Ordinarily, I post these as they are … this time, I need to pass comment. For reasons which I understand, though with which I vehemently disagree, the editors of Gscene chose not to publish my article as originally submitted, even after having requested substantiation of my comments and claims. While they are understandably hesitant to invite legal challenge, I care not. Therefore, I present the original text I submitted, along with the actual published article, with particular attention being drawn to my paragraph relating to the “roman catholic church” – which I did not capitalise for a reason, the content of which has been diluted so far that it’s practically homeopathic and which offends me in its insipidness, and also to the paragraph regarding islam, again neutered like a bad dog, and this time edited so that it no longer even makes sense!



Canada Dry

And so man* created gods in his image. Unfortunately, that image is a jealous, violent, ill-educated, petty, belligerent, cruel and evil one. Not the better angels of our nature by any means.
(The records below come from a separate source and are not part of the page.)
// Copyright (c) 2025 Encore Contributors. All rights reserved.
// SPDX-License-Identifier: Proprietary

use std::path::PathBuf;

#[derive(Debug, thiserror::Error)]
pub enum ConfigError {
	#[error("failed to read config file {path}: {source}")]
	FileRead {
		path: PathBuf,
		#[source]
		source: std::io::Error,
	},

	#[error("failed to parse config file {path}: {source}")]
	TomlParse {
		path: PathBuf,
		#[source]
		source: toml::de::Error,
	},

	#[error("invalid value for {key}: {message}")]
	InvalidValue { key: String, message: String },

	#[error("secret loading error: {0}")]
	Secret(String),

	#[error("configuration validation failed: {0}")]
	Validation(String),
}
// Copyright (c) 2025 Encore Contributors. All rights reserved.
// SPDX-License-Identifier: Proprietary

//! Logging configuration.

use serde::Deserialize;

/// Logging configuration (runtime, fully resolved).
#[derive(Debug, Clone)]
pub struct LoggingConfig {
	pub level: String,
}

impl Default for LoggingConfig {
	fn default() -> Self {
		Self {
			level: "info".to_string(),
		}
	}
}

/// Logging configuration layer (partial, for merging).
#[derive(Debug, Clone, Default, Deserialize)]
pub struct LoggingConfigLayer {
	#[serde(default)]
	pub level: Option<String>,
}

impl LoggingConfigLayer {
	pub fn merge(&mut self, other: LoggingConfigLayer) {
		if other.level.is_some() {
			self.level = other.level;
		}
	}

	pub fn finalize(self) -> LoggingConfig {
		LoggingConfig {
			level: self.level.unwrap_or_else(|| "info".to_string()),
		}
	}
}
// Copyright (c) 2025 Encore Contributors. All rights reserved.
// SPDX-License-Identifier: Proprietary

//! Shared HTTP utilities for Encore.
//!
//! This crate provides a pre-configured HTTP client with a consistent
//! User-Agent header and a bounded default timeout, so no outbound call can
//! hang a request indefinitely.

mod client;

pub use client::{builder, new_client, new_client_with_timeout, user_agent, DEFAULT_TIMEOUT};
Am I being unfair? Intemperate? I don’t think so … I can think of nothing that has caused more misery, suffering, hatred, distress, death or disfigurement in the whole of human history. Religion has – not just permitted, but – required; slavery, objectification of women, vilification of those of other or no religion, wars of aggression, loathing, ethnic cleansing, beating and murder of homosexuals, beating and subjugation of children, racism, cruel – nay criminal – mutilation of genitalia, xenophobia … the list is practically endless. No other aberration of reason and humanity can make such expansive and loathsome claims.

Born in the time of our utter ignorance of everything, offering facile (and fraudulent) claims to answer the difficult questions of existence, presenting false, shallow solace to those who are in pain, salving the pricked ego of those who’ve considered the possibility of “no more me”, religion has absolutely nothing going for it, save vague concepts of tradition, comfort and respect.

The leader of the roman catholic church is the criminal head of the world’s largest paedophile ring and protection racket; it’s only the mantle of religion, claiming as it does incomparable privilege and exemptions, which prevents this vile subhuman monster facing the punishment for his decades of crimes against humanity.

Those of the muslim faith, calling for the death of (admittedly rather bad) filmmakers and their supporters, stoning gays, throwing acid into the faces of women – nay, girls – “suspected” of looking at men in the “wrong” way, baying for the death of people who do nothing more than draw pictures, wallowing in their sheer pig-ignorance; were it not for the “shield of faith” which requires we respect their beliefs, they’d be viewed for what they are – barely more than animals.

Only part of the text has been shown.